Wie die aktuelle Asienkrise [1]) durch diese normative Brille betrachtet aussieht, bringt mit der Stringenz eines nobelpreisgekrönten Sonntagsredners, welchem qua Amt die Verkündigung des „Herkömmlichen Konzepts" obliegt, Friedman auf den Punkt:
„Spekulanten wie George Soros [2]) üben eine extrem nützliche Funktion aus, sie stabilisieren die Märkte. Man kann sagen, dass die Analysen der Spekulanten oft untragbare Situationen aufzeigen, noch bevor diese offenbar werden. Wer spekuliert, beschränkt sich also nur darauf, die extremen Auswirkungen instabiler Wirtschaftssysteme vorwegzunehmen." (SSS)

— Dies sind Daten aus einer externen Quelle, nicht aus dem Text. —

use axum::{
    extract::{Path, State},
    http::StatusCode,
    routing::{get, post},
    Json, Router,
};
use tracing::{info, instrument};
use uuid::Uuid;

use crate::auth::{ApplicantUser, AuthUser, Role};
use crate::error::{ApiError, ApiResult};
use crate::records;
use crate::state::AppState;

use super::completion;
use super::dto::{
    CompleteProfileResponse, CompletionBreakdown, CompletionResponse, CreateProfileRequest,
    ProfileResponse, UpdateProfileRequest,
};
use super::repo::Profile;

pub fn router() -> Router<AppState> {
    Router::new()
        .route("/profiles", post(create_profile))
        .route(
            "/profiles/my_profile",
            get(get_my_profile).put(update_my_profile).patch(update_my_profile),
        )
        .route("/profiles/:id", get(get_profile))
        .route("/profile/completion", get(get_completion))
}

#[instrument(skip(state, payload))]
async fn create_profile(
    State(state): State<AppState>,
    ApplicantUser(user): ApplicantUser,
    Json(payload): Json<CreateProfileRequest>,
) -> ApiResult<(StatusCode, Json<ProfileResponse>)> {
    if payload.first_name.trim().is_empty() || payload.last_name.trim().is_empty() {
        return Err(ApiError::validation("First and last name are required"));
    }
    if Profile::id_for_user(&state.db, user.id).await?.is_some() {
        return Err(ApiError::validation("Profile already exists"));
    }

    let email = payload.email.as_deref().unwrap_or_default();
    let profile = Profile::create(
        &state.db,
        user.id,
        payload.first_name.trim(),
        payload.last_name.trim(),
        email,
    )
    .await?;
    completion::recompute(&state.db, profile.id).await?;

    info!(profile_id = %profile.id, "profile created");
    let profile = Profile::find_by_user(&state.db, user.id)
        .await?
        .ok_or_else(|| ApiError::not_found("Profile not found"))?;
    Ok((
        StatusCode::CREATED,
        Json(ProfileResponse::load(&state.db, profile).await?),
    ))
}

/// The composite read: profile plus every child collection in one payload.
#[instrument(skip(state))]
async fn get_my_profile(
    State(state): State<AppState>,
    ApplicantUser(user): ApplicantUser,
) -> ApiResult<Json<CompleteProfileResponse>> {
    let profile = Profile::find_by_user(&state.db, user.id)
        .await?
        .ok_or_else(|| ApiError::not_found("Profile not found"))?;
    let profile_id = profile.id;

    let education = records::education::list_for_profile(&state.db, profile_id).await?;
    let work_experience = records::experience::list_for_profile(&state.db, profile_id).await?;
    let skills = records::skills::list_for_profile(&state.db, profile_id).await?;
    let projects = records::projects::list_for_profile(&state.db, profile_id).await?;
    let certifications = records::certifications::list_for_profile(&state.db, profile_id).await?;
    let social_links = records::social_links::list_for_profile(&state.db, profile_id).await?;
    let job_preferences = match records::preferences::find_for_profile(&state.db, profile_id).await?
    {
        Some(record) => {
            let industries =
                records::preferences::industries_for_profile(&state.db, profile_id).await?;
            let salary_range = record.salary_range();
            Some(records::preferences::JobPreferenceView {
                record,
                preferred_industries: industries,
                salary_range,
            })
        }
        None => None,
    };

    Ok(Json(CompleteProfileResponse {
        profile: ProfileResponse::load(&state.db, profile).await?,
        education: education.into_iter().map(Into::into).collect(),
        work_experience: work_experience.into_iter().map(Into::into).collect(),
        skills,
        projects: projects.into_iter().map(Into::into).collect(),
        certifications: certifications.into_iter().map(Into::into).collect(),
        social_links,
        job_preferences,
    }))
}

#[instrument(skip(state, payload))]
async fn update_my_profile(
    State(state): State<AppState>,
    ApplicantUser(user): ApplicantUser,
    Json(payload): Json<UpdateProfileRequest>,
) -> ApiResult<Json<ProfileResponse>> {
    let mut profile = Profile::find_by_user(&state.db, user.id)
        .await?
        .ok_or_else(|| ApiError::not_found("Profile not found"))?;

    payload.apply_to(&mut profile);
    profile.save(&state.db).await?;
    if let Some(ids) = &payload.preferred_location_ids {
        Profile::set_preferred_locations(&state.db, profile.id, ids).await?;
    }
    profile.completion = completion::recompute(&state.db, profile.id).await?;

    Ok(Json(ProfileResponse::load(&state.db, profile).await?))
}

/// Fetch by profile id. Applicants only resolve their own row, HR also sees
/// public profiles, staff sees everything. A hidden id comes back as 404,
/// never 403.
#[instrument(skip(state))]
async fn get_profile(
    State(state): State<AppState>,
    user: AuthUser,
    Path(profile_id): Path<Uuid>,
) -> ApiResult<Json<ProfileResponse>> {
    let profile = match user.role {
        Role::Hr => Profile::find_visible_to_hr(&state.db, profile_id, user.id).await?,
        _ => Profile::find_scoped(&state.db, profile_id, user.scope()).await?,
    }
    .ok_or_else(|| ApiError::not_found("Profile not found"))?;
    Ok(Json(ProfileResponse::load(&state.db, profile).await?))
}

#[instrument(skip(state))]
async fn get_completion(
    State(state): State<AppState>,
    ApplicantUser(user): ApplicantUser,
) -> ApiResult<Json<CompletionResponse>> {
    let profile_id = records::require_profile(&state.db, &user).await?;
    let facts = completion::facts_for(&state.db, profile_id)
        .await?
        .ok_or_else(|| ApiError::not_found("Profile not found"))?;
    let score = completion::recompute(&state.db, profile_id).await?;
    Ok(Json(CompletionResponse {
        completion: score,
        breakdown: CompletionBreakdown::from(facts),
    }))
}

Im Stile einer solchen Argumentation könnte man sagen, dass ein Hacker nur die Sicherheitsrisiken eines EDV-Systems aufdeckt, ein erfolgreicher Einbrecher den mangelnden Sicherheitsstandard einer Bank oder ein Taschendieb die Mängel von Vorbeugungsmaßnahmen: womit jeder also jeweils nur eine höchst positiv gesellschaftliche Funktion erfüllt. Damit beweist auch jede erfolgreiche politische Revolution [3]), dass die herrschende Elite nicht tüchtig genug war, ihre Machtposition zu verteidigen, bzw. dass Schwachstellen in der sozialen Kontrolle vorgelegen haben müssen. Friedmans Argument hat alle Vor- und Nachteile einer ex-post-factum-Analyse. Damit will ich hier nur andeuten, dass eine derartige legitimatorische Floskel beliebig reproduzierbar ist, jedoch im Falle der neoklassischen Ökonomie unter Einsatz von mathematischen Methoden und öffentlichen Belobigungen beim interessierten Publikum auch noch den Anstrich von Wissenschaftlichkeit erfolgreich geltend macht. Albert sagt im Zusammenhang zur häufig unterstellten Unabhängigkeit von Angebot und Nachfrage und der dabei gerne gebrauchten Floskel „Weckung latenter Bedürfnisse", was ebenso auf Friedmans Scheinerklärung anwendbar ist:
„Da der Begriff der Latenz sich hier im vollen Umfang mit dem der Realmöglichkeit (Potenz) deckt, enthält die Annahme der Weckung latenter Bedürfnisse nur die in diesem Zusammenhang nicht sehr interessante Aussage, dass das Aktualisierte der Möglichkeit nach vorhanden gewesen sein muss, eine Aussage, die für jedes Geschehen gilt." (Albert 1954a:79)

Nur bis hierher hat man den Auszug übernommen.